### Information provided

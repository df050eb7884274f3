// System probe backed by sysinfo
// reason: sysinfo for cross-platform CPU, memory and disk readings
use async_trait::async_trait;
use std::path::Path;
use std::sync::atomic::{AtomicBool, Ordering};
use std::sync::{Arc, Mutex};
use sysinfo::{Disks, System, MINIMUM_CPU_UPDATE_INTERVAL};
use tracing::debug;

use toolkit_core::port::system_probe::{SystemMetrics, SystemProbe};

const BYTES_PER_MB: u64 = 1024 * 1024;

/// Host resource probe
///
/// CPU usage is a delta between two refreshes, so the first sample
/// primes the counters and waits one update interval.
pub struct SysinfoProbe {
    system: Arc<Mutex<System>>,
    primed: AtomicBool,
}

impl SysinfoProbe {
    pub fn new() -> Self {
        Self {
            system: Arc::new(Mutex::new(System::new())),
            primed: AtomicBool::new(false),
        }
    }

    fn with_system<T>(&self, f: impl FnOnce(&mut System) -> T) -> T {
        // A poisoned lock still holds a usable System
        let mut sys = self
            .system
            .lock()
            .unwrap_or_else(|poisoned| poisoned.into_inner());
        f(&mut sys)
    }
}

impl Default for SysinfoProbe {
    fn default() -> Self {
        Self::new()
    }
}

/// Used and total bytes of the root filesystem, or the first disk when "/"
/// is not mounted
fn disk_usage_bytes() -> (u64, u64) {
    let disks = Disks::new_with_refreshed_list();
    let disk = disks
        .iter()
        .find(|d| d.mount_point() == Path::new("/"))
        .or_else(|| disks.iter().next());

    match disk {
        Some(disk) => {
            let total = disk.total_space();
            let used = total.saturating_sub(disk.available_space());
            (used, total)
        }
        None => (0, 0),
    }
}

#[async_trait]
impl SystemProbe for SysinfoProbe {
    async fn get_metrics(&self) -> SystemMetrics {
        if !self.primed.swap(true, Ordering::SeqCst) {
            self.with_system(|sys| sys.refresh_cpu());
            tokio::time::sleep(MINIMUM_CPU_UPDATE_INTERVAL).await;
        }

        let (cpu_usage_percent, memory_used_mb, memory_total_mb) = self.with_system(|sys| {
            sys.refresh_cpu();
            sys.refresh_memory();
            (
                sys.global_cpu_info().cpu_usage(),
                sys.used_memory() / BYTES_PER_MB,
                sys.total_memory() / BYTES_PER_MB,
            )
        });

        let (disk_used_bytes, disk_total_bytes) = disk_usage_bytes();

        debug!(
            cpu = %cpu_usage_percent,
            mem_used_mb = %memory_used_mb,
            mem_total_mb = %memory_total_mb,
            disk_used_bytes = %disk_used_bytes,
            disk_total_bytes = %disk_total_bytes,
            "System metrics collected"
        );

        SystemMetrics {
            cpu_usage_percent,
            memory_used_mb,
            memory_total_mb,
            disk_used_bytes,
            disk_total_bytes,
        }
    }
}

#[cfg(test)]
mod tests {
    use super::*;

    #[tokio::test]
    async fn test_get_metrics() {
        let probe = SysinfoProbe::new();
        let metrics = probe.get_metrics().await;

        assert!(metrics.cpu_usage_percent >= 0.0);
        assert!(metrics.cpu_usage_percent <= 100.0);
        assert!(metrics.memory_total_mb > 0);
        assert!(metrics.memory_used_mb <= metrics.memory_total_mb);
        assert!(metrics.disk_used_bytes <= metrics.disk_total_bytes);
    }

    #[tokio::test]
    async fn test_repeated_samples_stay_in_range() {
        let probe = SysinfoProbe::new();

        for _ in 0..3 {
            let metrics = probe.get_metrics().await;
            assert!((0.0..=100.0).contains(&metrics.memory_usage_percent()));
            assert!((0.0..=100.0).contains(&metrics.disk_usage_percent()));
        }
    }
}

######

Exercise brief: Output, please, only the lines running from the start of the entries through the line that contains "the first sample", including both of those lines.

Answer to this exercise:
repository df050eb7884274f3
// System probe backed by sysinfo
// reason: sysinfo for cross-platform CPU, memory and disk readings
use async_trait::async_trait;
use std::path::Path;
use std::sync::atomic::{AtomicBool, Ordering};
use std::sync::{Arc, Mutex};
use sysinfo::{Disks, System, MINIMUM_CPU_UPDATE_INTERVAL};
use tracing::debug;

use toolkit_core::port::system_probe::{SystemMetrics, SystemProbe};

const BYTES_PER_MB: u64 = 1024 * 1024;

/// Host resource probe
///
/// CPU usage is a delta between two refreshes, so the first sample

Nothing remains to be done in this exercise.